• **YOUR GOAL**:
Copy all lines below that use the word "false".

• **Saved data entries**:
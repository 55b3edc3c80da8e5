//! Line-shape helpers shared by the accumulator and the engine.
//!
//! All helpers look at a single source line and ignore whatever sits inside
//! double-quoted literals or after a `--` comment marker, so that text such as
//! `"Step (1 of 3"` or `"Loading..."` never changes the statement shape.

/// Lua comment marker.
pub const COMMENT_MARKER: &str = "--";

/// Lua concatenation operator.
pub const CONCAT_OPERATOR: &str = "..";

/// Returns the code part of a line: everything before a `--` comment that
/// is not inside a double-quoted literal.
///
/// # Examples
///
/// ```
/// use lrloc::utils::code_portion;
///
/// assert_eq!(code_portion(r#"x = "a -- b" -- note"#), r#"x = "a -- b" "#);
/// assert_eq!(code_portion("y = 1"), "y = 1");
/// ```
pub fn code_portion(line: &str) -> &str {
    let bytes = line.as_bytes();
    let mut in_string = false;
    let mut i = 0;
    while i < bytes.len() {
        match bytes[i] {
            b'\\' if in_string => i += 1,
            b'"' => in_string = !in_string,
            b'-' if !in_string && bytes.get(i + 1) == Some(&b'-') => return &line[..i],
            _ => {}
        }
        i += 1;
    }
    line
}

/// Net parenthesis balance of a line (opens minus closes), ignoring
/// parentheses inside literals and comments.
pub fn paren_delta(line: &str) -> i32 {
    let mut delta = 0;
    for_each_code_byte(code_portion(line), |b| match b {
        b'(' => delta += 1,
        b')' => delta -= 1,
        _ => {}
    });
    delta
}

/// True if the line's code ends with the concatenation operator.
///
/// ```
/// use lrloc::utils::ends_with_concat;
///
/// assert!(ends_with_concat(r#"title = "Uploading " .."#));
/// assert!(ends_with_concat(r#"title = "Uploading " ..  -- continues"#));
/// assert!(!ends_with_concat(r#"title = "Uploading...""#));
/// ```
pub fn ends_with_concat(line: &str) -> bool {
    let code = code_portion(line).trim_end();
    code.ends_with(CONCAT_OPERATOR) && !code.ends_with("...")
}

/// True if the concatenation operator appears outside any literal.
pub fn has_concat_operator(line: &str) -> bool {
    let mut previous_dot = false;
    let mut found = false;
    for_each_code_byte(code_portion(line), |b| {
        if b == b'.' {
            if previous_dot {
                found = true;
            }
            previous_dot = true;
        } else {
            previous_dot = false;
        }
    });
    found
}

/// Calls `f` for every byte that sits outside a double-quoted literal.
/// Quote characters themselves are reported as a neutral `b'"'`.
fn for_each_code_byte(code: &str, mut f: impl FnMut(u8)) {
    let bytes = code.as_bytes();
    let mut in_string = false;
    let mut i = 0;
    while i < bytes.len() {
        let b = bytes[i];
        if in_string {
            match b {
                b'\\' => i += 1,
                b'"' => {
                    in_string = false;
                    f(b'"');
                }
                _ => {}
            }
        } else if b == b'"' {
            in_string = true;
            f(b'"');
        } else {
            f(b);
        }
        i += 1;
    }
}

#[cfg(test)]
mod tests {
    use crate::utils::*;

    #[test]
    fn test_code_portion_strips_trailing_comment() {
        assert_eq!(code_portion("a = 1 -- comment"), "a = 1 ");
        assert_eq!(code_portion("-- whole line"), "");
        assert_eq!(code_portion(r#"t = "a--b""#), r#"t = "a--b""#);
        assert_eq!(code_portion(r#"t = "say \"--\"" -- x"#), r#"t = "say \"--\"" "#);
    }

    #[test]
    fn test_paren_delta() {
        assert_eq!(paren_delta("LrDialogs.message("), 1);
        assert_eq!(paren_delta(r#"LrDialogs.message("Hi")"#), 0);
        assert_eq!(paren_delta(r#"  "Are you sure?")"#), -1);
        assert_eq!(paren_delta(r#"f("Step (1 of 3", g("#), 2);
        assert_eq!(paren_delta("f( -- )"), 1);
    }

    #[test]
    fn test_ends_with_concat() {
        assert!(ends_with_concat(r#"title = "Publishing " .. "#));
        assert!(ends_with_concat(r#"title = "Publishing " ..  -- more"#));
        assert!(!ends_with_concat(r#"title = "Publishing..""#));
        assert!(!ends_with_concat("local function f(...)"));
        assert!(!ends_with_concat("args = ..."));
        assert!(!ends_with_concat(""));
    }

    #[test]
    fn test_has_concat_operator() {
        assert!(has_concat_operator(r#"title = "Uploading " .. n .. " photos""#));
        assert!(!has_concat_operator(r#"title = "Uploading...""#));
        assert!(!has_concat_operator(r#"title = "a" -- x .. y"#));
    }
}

• **ANSWER**:
    let mut in_string = false;
    let mut previous_dot = false;
    let mut found = false;
            previous_dot = false;
    let mut in_string = false;
                    in_string = false;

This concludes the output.